At the parties there’d be small talk followed by ferocious drinking. It had been a long time since she’d seen people so shamelessly drunk they were lying under tables. Amongst the drunkest would be Yasin, whom she’d help home at four in the morning. In order to gain entry into the house, he made the servants remain awake until he returned. He would either fall asleep then, or demand a woman, and she found herself fighting with him over the age of the servant girls he took. Fourteen, she said, was too young. Soon she stopped accompanying him, and stayed in the house.

There was nothing to do. She began to sit at the ping-pong table in the living room and write about her life, sometimes by candlelight, since the electricity failed at least twice a day. At least the cook and the servant girl took her seriously, creeping in with big smiles, and kebabs, onion bhajis and mango lassi on a tray, while the sweepress with orange teeth, crouching unnoticed for hours, flicked at the dust across the room. In exchange, Farhana made sure to give them little gifts, shawls, underwear, sandals and loose change.

It was three weeks into the month-long visit that, one afternoon, as she wrote, Yasin came into the room yelling, waving his pistol and saying his father’s legacy of watch, pens and cufflinks had been stolen, and he was having the house searched.

‘I expect you just threw it all in a drawer, Yasin. Look again.’
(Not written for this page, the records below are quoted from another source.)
//! Integration tests for rapid_textsum

use rapid_textsum::*;

/// Sample text for testing
const SAMPLE_TEXT: &str = r#"
Machine learning is a subset of artificial intelligence (AI) that provides systems
the ability to automatically learn and improve from experience without being explicitly
programmed. Machine learning focuses on the development of computer programs that can
access data and use it to learn for themselves.

The process of learning begins with observations or data, such as examples, direct
experience, or instruction, in order to look for patterns in data and make better
decisions in the future based on the examples that we provide. The primary aim is to
allow the computers to learn automatically without human intervention or assistance
and adjust actions accordingly.

Deep learning is a subset of machine learning that uses artificial neural networks
with representation learning. The learning can be supervised, semi-supervised or
unsupervised.
"#;

const ANIMALS: &str = "Cats are mammals. Dogs are mammals. The stock market rose today.";

#[test]
fn test_full_pipeline() {
    // Segment
    let spans = nlp::segmenter::UnicodeSegmenter::new()
        .segment(SAMPLE_TEXT)
        .unwrap();
    assert_eq!(spans.len(), 6);

    // Normalize and tokenize
    let sets: Vec<WordSet> = spans
        .iter()
        .map(|span| tokenize(&normalize(&span.text, None)).0)
        .collect();
    assert!(sets.iter().all(|s| !s.is_empty()));

    // Build graph
    let graph = SimilarityGraph::from_word_sets(&sets);
    assert_eq!(graph.num_nodes(), 6);
    assert_eq!(graph.num_edges(), 15);

    // Rank
    let result = SentenceRanker::new().run(&graph);
    assert!(result.iterations <= 30);
    assert!(result.scores.iter().all(|&s| s >= 0.15 - 1e-12));

    // The document API runs the same stages
    let doc = Document::new(SAMPLE_TEXT, None).unwrap();
    assert_eq!(doc.len(), 6);
    for (a, b) in doc.scores().iter().zip(&result.scores) {
        assert!((a - b).abs() < 1e-12);
    }

    let summary = doc.summary(0.3).unwrap();
    assert!(!summary.selected.is_empty());
    assert!(summary.selected.windows(2).all(|w| w[0] < w[1]));
    assert!(!summary.text.contains('\n'));
}

#[test]
fn test_related_sentences_rank_first() {
    let doc = Document::new(ANIMALS, None).unwrap();
    let scores = doc.scores();

    assert!(scores[0] > scores[2]);
    assert!(scores[1] > scores[2]);

    let summary = doc.summary(0.34).unwrap();
    assert_eq!(summary.budget, 4);
    assert_eq!(summary.text, "Cats are mammals.");
}

#[test]
fn test_single_sentence_is_returned_verbatim() {
    let text = "A lone sentence stands here without company.";
    for fraction in [0.0, 0.01, 0.5, 1.0, 10.0] {
        assert_eq!(summarize(text, fraction, None).unwrap(), text);
    }
}

#[test]
fn test_empty_input_is_not_an_error() {
    assert_eq!(summarize("", 0.5, None).unwrap(), "");
    assert_eq!(summarize("\n\n   \t", 0.5, None).unwrap(), "");
}

#[test]
fn test_summary_is_idempotent() {
    let doc = Document::new(SAMPLE_TEXT, None).unwrap();
    for fraction in [0.1, 0.25, 0.5, 0.9] {
        assert_eq!(doc.summarize(fraction).unwrap(), doc.summarize(fraction).unwrap());
    }
}

#[test]
fn test_longer_fraction_never_shortens_summary() {
    let doc = Document::new(SAMPLE_TEXT, None).unwrap();
    let mut last = 0;
    for step in 0..=20 {
        let summary = doc.summary(step as f64 / 20.0).unwrap();
        assert!(summary.word_count >= last);
        last = summary.word_count;
    }
    assert_eq!(last, doc.total_word_count());
}

#[test]
fn test_punctuation_only_sentence_is_safe() {
    let spans = vec![
        SentenceSpan::new("Cats are mammals.", 0, 17),
        SentenceSpan::new("... !!!", 18, 25),
        SentenceSpan::new("Dogs are mammals.", 26, 43),
    ];
    let doc = Document::from_spans(spans, None, SummaryConfig::default()).unwrap();
    assert_eq!(doc.sentences()[1].word_count, 0);

    for sentence in doc.sentences() {
        assert!(sentence.score.is_finite());
        assert!(sentence.score >= 0.15 - 1e-12);
        if sentence.word_count == 0 {
            assert!((sentence.score - 0.15).abs() < 1e-12);
        }
    }
    assert!(doc.summarize(0.5).is_ok());
}

#[test]
fn test_graph_weights_symmetric() {
    let doc = Document::new(SAMPLE_TEXT, None).unwrap();
    let graph = doc.graph();

    for i in 0..graph.num_nodes() as u32 {
        assert_eq!(graph.weight(i, i), 0.0);
        for j in 0..graph.num_nodes() as u32 {
            assert_eq!(graph.weight(i, j), graph.weight(j, i));
        }
    }
}

#[test]
fn test_lemma_list_from_file() {
    let path = std::env::temp_dir().join(format!(
        "rapid_textsum_lemmas_{}.txt",
        std::process::id()
    ));
    std::fs::write(&path, "cat\tcats\nsleep\tsleeps\nsleep\tsleeping\n").unwrap();
    let dict = LemmaDict::from_path(&path).unwrap();
    std::fs::remove_file(&path).unwrap();

    assert_eq!(dict.len(), 3);

    let text = "The cats are sleeping. A cat sleeps. Markets rose.";
    let doc = Document::new(text, Some(&dict)).unwrap();
    assert!(doc.graph().weight(0, 1) > 0.0);
    assert_eq!(doc.sentences()[0].normalized, "the cat are sleep");
}

#[test]
fn test_custom_segmenter() {
    let by_line = |text: &str| -> Result<Vec<SentenceSpan>> {
        let mut spans = Vec::new();
        let mut offset = 0;
        for line in text.split('\n') {
            spans.push(SentenceSpan::new(line, offset, offset + line.len()));
            offset += line.len() + 1;
        }
        Ok(spans)
    };

    let text = "cats are mammals\ndogs are mammals\nthe stock market rose";
    let doc = Document::with_segmenter(text, None, SummaryConfig::default(), &by_line).unwrap();

    assert_eq!(doc.len(), 3);
    assert_eq!(doc.summarize(0.3).unwrap(), "cats are mammals");
}

#[test]
fn test_segmentation_failure_aborts() {
    let err = Document::from_bytes(&[0x43, 0x61, 0x74, 0xc3], None, SummaryConfig::default())
        .unwrap_err();
    assert!(err.is_segmentation_failure());
}

#[test]
fn test_batch_pipeline() {
    let texts = [SAMPLE_TEXT, ANIMALS, ""];
    let results = summarize_batch(&texts, 0.3, None).unwrap();

    assert_eq!(results.len(), 3);
    assert_eq!(
        results[0].as_ref().unwrap(),
        &Document::new(SAMPLE_TEXT, None).unwrap().summarize(0.3).unwrap()
    );
    assert_eq!(results[2].as_ref().unwrap(), "");
}

#[test]
fn test_json_pipeline() {
    let input = serde_json::json!({
        "text": SAMPLE_TEXT,
        "target_fraction": 0.5,
        "config": { "budget": "sentences" }
    });
    let output = summarize_json(&input.to_string()).unwrap();
    let value: serde_json::Value = serde_json::from_str(&output).unwrap();

    // floor(0.5 * 6) = 3 sentences
    let selected = value["sentences"]
        .as_array()
        .unwrap()
        .iter()
        .filter(|s| s["selected"] == true)
        .count();
    assert_eq!(selected, 3);
    assert_eq!(value["budget"], 3);
}
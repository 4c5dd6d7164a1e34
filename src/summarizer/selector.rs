//! Budgeted sentence selection
//!
//! Sentences are taken from the top of the ranking until the budget is used
//! up, then put back into document order. Acceptance stops at the first
//! sentence that does not fit instead of skipping it, so a larger fraction
//! always selects a superset of a smaller one.

use crate::errors::{Result, SummaryError};
use crate::types::{BudgetMode, Sentence};
use serde::{Deserialize, Serialize};

/// An extracted summary
#[derive(Debug, Clone, PartialEq, Eq, Serialize, Deserialize)]
pub struct Summary {
    /// Selected sentence texts in document order, joined by single spaces
    pub text: String,
    /// Indices of the selected sentences, ascending
    pub selected: Vec<usize>,
    /// Budget the selection was made against (words or sentences)
    pub budget: usize,
    /// Total word count of the selected sentences
    pub word_count: usize,
}

impl Summary {
    /// The summary of a document with no sentences
    pub fn empty() -> Self {
        Self {
            text: String::new(),
            selected: Vec::new(),
            budget: 0,
            word_count: 0,
        }
    }
}

/// Score-ordered sentence selector
#[derive(Debug, Clone, Copy, Default)]
pub struct SentenceSelector {
    budget_mode: BudgetMode,
}

impl SentenceSelector {
    /// Create a selector with a word budget
    pub fn new() -> Self {
        Self::default()
    }

    /// Set the budget mode
    pub fn with_budget_mode(mut self, mode: BudgetMode) -> Self {
        self.budget_mode = mode;
        self
    }

    /// Select a summary covering `target_fraction` of the document.
    ///
    /// `sentences` must be in document order with their scores filled in.
    pub fn select(&self, sentences: &[Sentence], target_fraction: f64) -> Result<Summary> {
        if !target_fraction.is_finite() || target_fraction < 0.0 {
            return Err(SummaryError::invalid_fraction(target_fraction));
        }
        if sentences.is_empty() {
            return Ok(Summary::empty());
        }

        let ranked = rank_by_score(sentences);
        let (budget, mut selected) = match self.budget_mode {
            BudgetMode::Words => {
                let total_words = sentences.iter().map(|s| s.word_count).sum();
                let budget = word_budget(target_fraction, total_words);
                (budget, take_within_words(sentences, &ranked, budget))
            }
            BudgetMode::Sentences => {
                let budget = sentence_budget(target_fraction, sentences.len());
                (budget, ranked.into_iter().take(budget).collect::<Vec<_>>())
            }
        };

        selected.sort_unstable();
        let word_count = selected.iter().map(|&i| sentences[i].word_count).sum();
        let text = join_sentences(sentences, &selected);

        Ok(Summary {
            text,
            selected,
            budget,
            word_count,
        })
    }
}

/// Word budget for a fraction of the document: `max(1, round(fraction * total))`
pub fn word_budget(target_fraction: f64, total_words: usize) -> usize {
    ((target_fraction * total_words as f64).round() as usize).max(1)
}

/// Sentence budget for a fraction of the document: `max(1, floor(fraction * count))`
pub fn sentence_budget(target_fraction: f64, sentence_count: usize) -> usize {
    ((target_fraction * sentence_count as f64).floor() as usize).max(1)
}

/// Positions of `sentences` ordered by score descending, ties by position
fn rank_by_score(sentences: &[Sentence]) -> Vec<usize> {
    let mut order: Vec<usize> = (0..sentences.len()).collect();
    order.sort_by(|&a, &b| {
        sentences[b]
            .score
            .total_cmp(&sentences[a].score)
            .then(a.cmp(&b))
    });
    order
}

fn take_within_words(sentences: &[Sentence], ranked: &[usize], budget: usize) -> Vec<usize> {
    let mut selected = Vec::new();
    let mut used = 0;

    for &idx in ranked {
        let words = sentences[idx].word_count;
        // The top sentence is always kept, even when it alone is over budget.
        if !selected.is_empty() && (used >= budget || used + words > budget) {
            break;
        }
        selected.push(idx);
        used += words;
    }

    selected
}

fn join_sentences(sentences: &[Sentence], selected: &[usize]) -> String {
    let capacity = selected.iter().map(|&i| sentences[i].text.len() + 1).sum();
    let mut text = String::with_capacity(capacity);
    for &idx in selected {
        if !text.is_empty() {
            text.push(' ');
        }
        text.push_str(&sentences[idx].text);
    }
    text
}
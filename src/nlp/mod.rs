//! Text processing ahead of ranking
//!
//! Segmentation into sentences, normalization of each sentence into its
//! comparison form, and tokenization into word sets.

pub mod lemma;
pub mod normalizer;
pub mod segmenter;
pub mod tokenizer;
//! Sentence graph construction

pub mod builder;
pub mod similarity;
‘They are happening all the time, these thefts. The people are poorer than you can conceive, Mother. But the cook is particularly naughty. My eye has been on him since I noticed he dyed his beard. He has been filling the fridge with meals no human being has the capacity to eat — I suspect he is feeling guilty. He is our George Clooney — the male kingpin — and the neighbourhood servant girls are in and out of the kitchen, a place I never enter, as you know. Being a kind man, I pay for the abortions on a “three-strikes-and-you’re-out” basis. After that, the girls are sent to their village, where they are reviled, persecuted and sometimes killed for their shame. Since I’m not a hundred per cent certain it is that exact bastard, I will follow the correct procedures …’
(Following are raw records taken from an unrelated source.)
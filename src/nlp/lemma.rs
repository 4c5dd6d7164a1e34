//! Lemmatization dictionary
//!
//! A read-only `word -> lemma` mapping. It is loaded once and then shared by
//! every document that normalizes against it, including documents summarized
//! in parallel, so the map sits behind an `Arc` and is never mutated after
//! construction.

use crate::errors::{Result, SummaryError};
use rustc_hash::FxHashMap;
use std::io::BufRead;
use std::path::Path;
use std::sync::Arc;

/// A shared, immutable lemmatization dictionary
#[derive(Debug, Clone, Default)]
pub struct LemmaDict {
    lemmas: Arc<FxHashMap<String, String>>,
}

impl LemmaDict {
    /// Create an empty dictionary
    pub fn new() -> Self {
        Self::default()
    }

    /// Parse a lemma list held in memory.
    ///
    /// Each non-blank line is `lemma<TAB>word`. Everything after the first tab
    /// is the inflected word; blank lines are skipped.
    pub fn parse(list: &str) -> Result<Self> {
        Self::from_reader(list.as_bytes())
    }

    /// Read a lemma list from any buffered reader
    pub fn from_reader<R: BufRead>(reader: R) -> Result<Self> {
        let mut lemmas = FxHashMap::default();

        for (line_idx, line) in reader.lines().enumerate() {
            let line = line?;
            let line = line.trim_end_matches('\r');
            if line.trim().is_empty() {
                continue;
            }

            let (lemma, word) = line.split_once('\t').ok_or_else(|| {
                SummaryError::lemma_parse(line_idx + 1, "expected `lemma<TAB>word`")
            })?;
            if word.is_empty() {
                return Err(SummaryError::lemma_parse(line_idx + 1, "empty word"));
            }

            lemmas.insert(word.to_string(), lemma.to_string());
        }

        Ok(Self {
            lemmas: Arc::new(lemmas),
        })
    }

    /// Load a lemma list from a file
    pub fn from_path(path: impl AsRef<Path>) -> Result<Self> {
        let file = std::fs::File::open(path.as_ref()).map_err(|err| SummaryError::Io {
            message: format!("{}: {err}", path.as_ref().display()),
        })?;
        Self::from_reader(std::io::BufReader::new(file))
    }

    /// Look up the lemma for a word
    pub fn get(&self, word: &str) -> Option<&str> {
        self.lemmas.get(word).map(String::as_str)
    }

    /// Number of entries
    pub fn len(&self) -> usize {
        self.lemmas.len()
    }

    /// Check if the dictionary is empty
    pub fn is_empty(&self) -> bool {
        self.lemmas.is_empty()
    }
}

impl<K, V> FromIterator<(K, V)> for LemmaDict
where
    K: Into<String>,
    V: Into<String>,
{
    fn from_iter<I: IntoIterator<Item = (K, V)>>(iter: I) -> Self {
        let lemmas = iter
            .into_iter()
            .map(|(word, lemma)| (word.into(), lemma.into()))
            .collect();
        Self {
            lemmas: Arc::new(lemmas),
        }
    }
}
//! Document: the summarization entry point
//!
//! A [`Document`] is built once per input text. Construction segments the
//! text, normalizes and tokenizes every sentence, builds the similarity graph
//! and ranks it. After that, [`Document::summarize`] only selects, so it can
//! be called repeatedly with different fractions at no ranking cost.

use crate::errors::Result;
use crate::graph::builder::SimilarityGraph;
use crate::nlp::lemma::LemmaDict;
use crate::nlp::normalizer::{collapse_whitespace, normalize};
use crate::nlp::segmenter::{Segmenter, SentenceSpan, UnicodeSegmenter};
use crate::nlp::tokenizer::Tokenizer;
use crate::rank::ranker::SentenceRanker;
use crate::summarizer::selector::{SentenceSelector, Summary};
use crate::types::{Sentence, SummaryConfig};

/// Enter a tracing span for a construction stage (when the `tracing` feature
/// is enabled). When disabled, this is a no-op and the compiler eliminates it.
macro_rules! trace_stage {
    ($name:expr) => {
        #[cfg(feature = "tracing")]
        let _span = tracing::info_span!("document_stage", stage = $name).entered();
    };
}

/// A segmented, ranked document
#[derive(Debug, Clone)]
pub struct Document {
    sentences: Vec<Sentence>,
    graph: SimilarityGraph,
    config: SummaryConfig,
    total_word_count: usize,
    iterations: usize,
    delta: f64,
    converged: bool,
}

impl Document {
    /// Build a document with the default configuration and segmenter
    pub fn new(text: &str, lemmas: Option<&LemmaDict>) -> Result<Self> {
        Self::with_config(text, lemmas, SummaryConfig::default())
    }

    /// Build a document with a custom configuration
    pub fn with_config(
        text: &str,
        lemmas: Option<&LemmaDict>,
        config: SummaryConfig,
    ) -> Result<Self> {
        Self::with_segmenter(text, lemmas, config, &UnicodeSegmenter::new())
    }

    /// Build a document from raw bytes, which must be valid UTF-8
    pub fn from_bytes(
        bytes: &[u8],
        lemmas: Option<&LemmaDict>,
        config: SummaryConfig,
    ) -> Result<Self> {
        let text = std::str::from_utf8(bytes)?;
        Self::with_config(text, lemmas, config)
    }

    /// Build a document using a caller-supplied segmenter
    pub fn with_segmenter<S>(
        text: &str,
        lemmas: Option<&LemmaDict>,
        config: SummaryConfig,
        segmenter: &S,
    ) -> Result<Self>
    where
        S: Segmenter + ?Sized,
    {
        config.validate()?;

        let spans = {
            trace_stage!("segment");
            segmenter.segment(text)?
        };

        Self::from_spans(spans, lemmas, config)
    }

    /// Build a document from already-segmented sentences.
    ///
    /// Spans with no visible text are dropped; the remaining spans keep their
    /// order and become sentences `0..N`.
    pub fn from_spans(
        spans: Vec<SentenceSpan>,
        lemmas: Option<&LemmaDict>,
        config: SummaryConfig,
    ) -> Result<Self> {
        config.validate()?;

        let sentences = {
            trace_stage!("normalize");
            build_sentences(spans, lemmas)
        };
        let total_word_count = sentences.iter().map(|s| s.word_count).sum();

        let graph = {
            trace_stage!("graph");
            SimilarityGraph::from_word_sets(sentences.iter().map(|s| &s.words))
        };

        let mut document = Self {
            sentences,
            graph,
            config,
            total_word_count,
            iterations: 0,
            delta: 0.0,
            converged: true,
        };
        document.rank();

        Ok(document)
    }

    fn rank(&mut self) {
        trace_stage!("rank");

        let result = SentenceRanker::from_config(&self.config).run(&self.graph);
        for (sentence, score) in self.sentences.iter_mut().zip(result.scores) {
            sentence.score = score;
        }
        self.iterations = result.iterations;
        self.delta = result.delta;
        self.converged = result.converged;
    }

    /// Select a summary covering `target_fraction` of the document
    pub fn summary(&self, target_fraction: f64) -> Result<Summary> {
        SentenceSelector::new()
            .with_budget_mode(self.config.budget)
            .select(&self.sentences, target_fraction)
    }

    /// Summary text covering `target_fraction` of the document
    pub fn summarize(&self, target_fraction: f64) -> Result<String> {
        Ok(self.summary(target_fraction)?.text)
    }

    /// Sentences in document order, with their final scores
    pub fn sentences(&self) -> &[Sentence] {
        &self.sentences
    }

    /// The similarity graph (node `i` is sentence `i`)
    pub fn graph(&self) -> &SimilarityGraph {
        &self.graph
    }

    /// Configuration the document was ranked with
    pub fn config(&self) -> &SummaryConfig {
        &self.config
    }

    /// Final score of every sentence, in document order
    pub fn scores(&self) -> Vec<f64> {
        self.sentences.iter().map(|s| s.score).collect()
    }

    /// Sum of all sentences' word counts
    pub fn total_word_count(&self) -> usize {
        self.total_word_count
    }

    /// Number of ranking sweeps performed
    pub fn iterations(&self) -> usize {
        self.iterations
    }

    /// Largest per-sentence score change in the last sweep
    pub fn delta(&self) -> f64 {
        self.delta
    }

    /// Whether ranking settled before hitting `max_iterations`
    pub fn converged(&self) -> bool {
        self.converged
    }

    /// Number of sentences
    pub fn len(&self) -> usize {
        self.sentences.len()
    }

    /// Check if the document has no sentences
    pub fn is_empty(&self) -> bool {
        self.sentences.is_empty()
    }
}

fn build_sentences(spans: Vec<SentenceSpan>, lemmas: Option<&LemmaDict>) -> Vec<Sentence> {
    let tokenizer = Tokenizer::new();

    spans
        .into_iter()
        .filter_map(|span| {
            let text = collapse_whitespace(&span.text);
            if text.is_empty() {
                return None;
            }
            let normalized = normalize(&span.text, lemmas);
            let (words, word_count) = tokenizer.tokenize(&normalized);
            Some((text, normalized, words, word_count, span.start, span.end))
        })
        .enumerate()
        .map(|(index, (text, normalized, words, word_count, start, end))| {
            Sentence::new(text, normalized, words, word_count, index).with_span(start, end)
        })
        .collect()
}

/// Summarize `text` down to `target_fraction` of its words.
///
/// Convenience wrapper over [`Document::new`] and [`Document::summarize`].
/// Text with no sentences yields an empty summary.
pub fn summarize(text: &str, target_fraction: f64, lemmas: Option<&LemmaDict>) -> Result<String> {
    Document::new(text, lemmas)?.summarize(target_fraction)
}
‘Good, thank you. Now put the gun away, you’re frightening me.’

She was reassured, in a place where, increasingly, she realised no reassurance was possible. Her closest friend, an English teacher whom she’d been at school with, was kidnapped while driving to meet Farhana. Her car was sandwiched between two other cars until it could only come to a stop; her driver had been dragged out at gunpoint, beaten and thrown into a ditch. The woman was blindfolded and taken to a house which, when she could see, resembled a waiting room. At least twenty other kidnapees sat on the floor, waiting for their families to provide money, while other victims were brought in.
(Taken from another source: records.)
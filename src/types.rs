//! Core types for rapid_textsum
//!
//! This module defines the fundamental data structures used throughout the library:
//! the sorted word set, sentences, and ranking/summary configuration.

use crate::errors::{Result, SummaryError};
use serde::{Deserialize, Serialize};

// ============================================================================
// Word Set
// ============================================================================

/// The unique words of a sentence, in lexicographic order.
///
/// Similarity scoring walks two word sets with a linear merge, which only
/// counts overlaps correctly when both sides are sorted and free of
/// duplicates. The constructor is the only way in, so every `WordSet` holds
/// that invariant.
#[derive(Debug, Clone, Default, PartialEq, Eq, Hash, Serialize, Deserialize)]
#[serde(from = "Vec<String>", into = "Vec<String>")]
pub struct WordSet(Vec<String>);

impl WordSet {
    /// Create a word set from any collection of words (sorted and deduplicated here)
    pub fn from_words<I, S>(words: I) -> Self
    where
        I: IntoIterator<Item = S>,
        S: Into<String>,
    {
        let mut words: Vec<String> = words.into_iter().map(Into::into).collect();
        words.sort_unstable();
        words.dedup();
        Self(words)
    }

    /// Number of unique words
    pub fn len(&self) -> usize {
        self.0.len()
    }

    /// Check if the set is empty
    pub fn is_empty(&self) -> bool {
        self.0.is_empty()
    }

    /// Borrow the sorted words
    pub fn as_slice(&self) -> &[String] {
        &self.0
    }

    /// Check membership (binary search over the sorted words)
    pub fn contains(&self, word: &str) -> bool {
        self.0.binary_search_by(|w| w.as_str().cmp(word)).is_ok()
    }

    /// Iterate over the words in order
    pub fn iter(&self) -> impl Iterator<Item = &str> {
        self.0.iter().map(String::as_str)
    }
}

impl From<Vec<String>> for WordSet {
    fn from(words: Vec<String>) -> Self {
        Self::from_words(words)
    }
}

impl From<WordSet> for Vec<String> {
    fn from(set: WordSet) -> Self {
        set.0
    }
}

// ============================================================================
// Sentence
// ============================================================================

/// A sentence of the input document
#[derive(Debug, Clone, Serialize, Deserialize)]
pub struct Sentence {
    /// Display text: the source span with whitespace runs collapsed to one space
    pub text: String,
    /// Comparison form (punctuation stripped, lowercased, optionally lemmatized)
    pub normalized: String,
    /// Unique words of `normalized`
    pub words: WordSet,
    /// Total word occurrences in `normalized` (used for the summary budget)
    pub word_count: usize,
    /// Importance score, written by the ranker
    pub score: f64,
    /// Sentence index within the document
    pub index: usize,
    /// Start byte offset in the original text
    pub start: usize,
    /// End byte offset in the original text
    pub end: usize,
}

impl Sentence {
    /// Score every sentence starts from before the first ranking sweep
    pub const INITIAL_SCORE: f64 = 1.0;

    /// Create a new sentence
    pub fn new(
        text: impl Into<String>,
        normalized: impl Into<String>,
        words: WordSet,
        word_count: usize,
        index: usize,
    ) -> Self {
        Self {
            text: text.into(),
            normalized: normalized.into(),
            words,
            word_count,
            score: Self::INITIAL_SCORE,
            index,
            start: 0,
            end: 0,
        }
    }

    /// Set the byte span of the sentence in the original text
    pub fn with_span(mut self, start: usize, end: usize) -> Self {
        self.start = start;
        self.end = end;
        self
    }
}

// ============================================================================
// Budget Mode
// ============================================================================

/// How the summary length is bounded
#[derive(Debug, Clone, Copy, PartialEq, Eq, Default, Serialize, Deserialize)]
#[serde(rename_all = "snake_case")]
pub enum BudgetMode {
    /// `max(1, round(fraction * total_words))` words
    #[default]
    Words,
    /// `max(1, floor(fraction * sentence_count))` sentences
    Sentences,
}

impl BudgetMode {
    fn parse(value: &str) -> Self {
        match value.to_lowercase().as_str() {
            "sentences" | "sentence" | "sentence_count" => BudgetMode::Sentences,
            _ => BudgetMode::Words,
        }
    }
}

impl std::str::FromStr for BudgetMode {
    type Err = std::convert::Infallible;

    fn from_str(value: &str) -> std::result::Result<Self, Self::Err> {
        Ok(BudgetMode::parse(value))
    }
}

// ============================================================================
// Configuration
// ============================================================================

/// Configuration for sentence ranking and summary selection
#[derive(Debug, Clone, PartialEq, Serialize, Deserialize)]
#[serde(default)]
pub struct SummaryConfig {
    /// Damping factor balancing propagated score against the uniform baseline
    pub damping: f64,
    /// Maximum ranking sweeps
    pub max_iterations: usize,
    /// Stop once no score moves by more than this between sweeps
    pub convergence_threshold: f64,
    /// How the summary length is bounded
    pub budget: BudgetMode,
}

impl Default for SummaryConfig {
    fn default() -> Self {
        Self {
            damping: 0.85,
            max_iterations: 30,
            convergence_threshold: 1e-4,
            budget: BudgetMode::Words,
        }
    }
}

impl SummaryConfig {
    /// Create a new config with default values
    pub fn new() -> Self {
        Self::default()
    }

    /// Parse a config from JSON; missing fields take their defaults
    pub fn from_json(json: &str) -> Result<Self> {
        let config: Self = serde_json::from_str(json)?;
        config.validate()?;
        Ok(config)
    }

    /// Validate the configuration
    pub fn validate(&self) -> Result<()> {
        if !(0.0..=1.0).contains(&self.damping) {
            return Err(SummaryError::invalid_config(format!(
                "damping must be between 0 and 1, got {}",
                self.damping
            )));
        }

        if self.max_iterations == 0 {
            return Err(SummaryError::invalid_config("max_iterations must be > 0"));
        }

        if !self.convergence_threshold.is_finite() || self.convergence_threshold < 0.0 {
            return Err(SummaryError::invalid_config(format!(
                "convergence_threshold must be a finite value >= 0, got {}",
                self.convergence_threshold
            )));
        }

        Ok(())
    }

    /// Builder method: set damping factor
    pub fn with_damping(mut self, damping: f64) -> Self {
        self.damping = damping;
        self
    }

    /// Builder method: set max iterations
    pub fn with_max_iterations(mut self, max_iterations: usize) -> Self {
        self.max_iterations = max_iterations;
        self
    }

    /// Builder method: set convergence threshold
    pub fn with_convergence_threshold(mut self, threshold: f64) -> Self {
        self.convergence_threshold = threshold;
        self
    }

    /// Builder method: set budget mode
    pub fn with_budget(mut self, budget: BudgetMode) -> Self {
        self.budget = budget;
        self
    }
}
That afternoon, when Farhana walked around Paris with her husband, she said, ‘My friend has always taught English literature, but more recently wanted to add a post-colonial module so the students might glimpse themselves in an artist’s words. But there was a void in the curriculum because she cannot teach Rushdie, or even mention his name. She went into a shop to buy Midnight’s Children, and the owner shouted, “Get out — how dare you mention these hush-hush matters! You can look at pictures of men having sex with camels, or with children or babies. You can call for the death of the apostate. But promote that writer and this place will be ashes — Mullah Omar said this in 2005! Why can’t you read P. G. Wodehouse like everyone else!”’

Farhana’s husband, when he heard this, said, ‘I am reminded that I saw Milan Kundera the other morning, across the street. He walks to his office every day at the same time. I stop and bow respectfully as he passes. Of course, he pretends not to notice me.’

‘He doesn’t notice you,’ she giggled. ‘Why should he notice every old man who stops on the street?’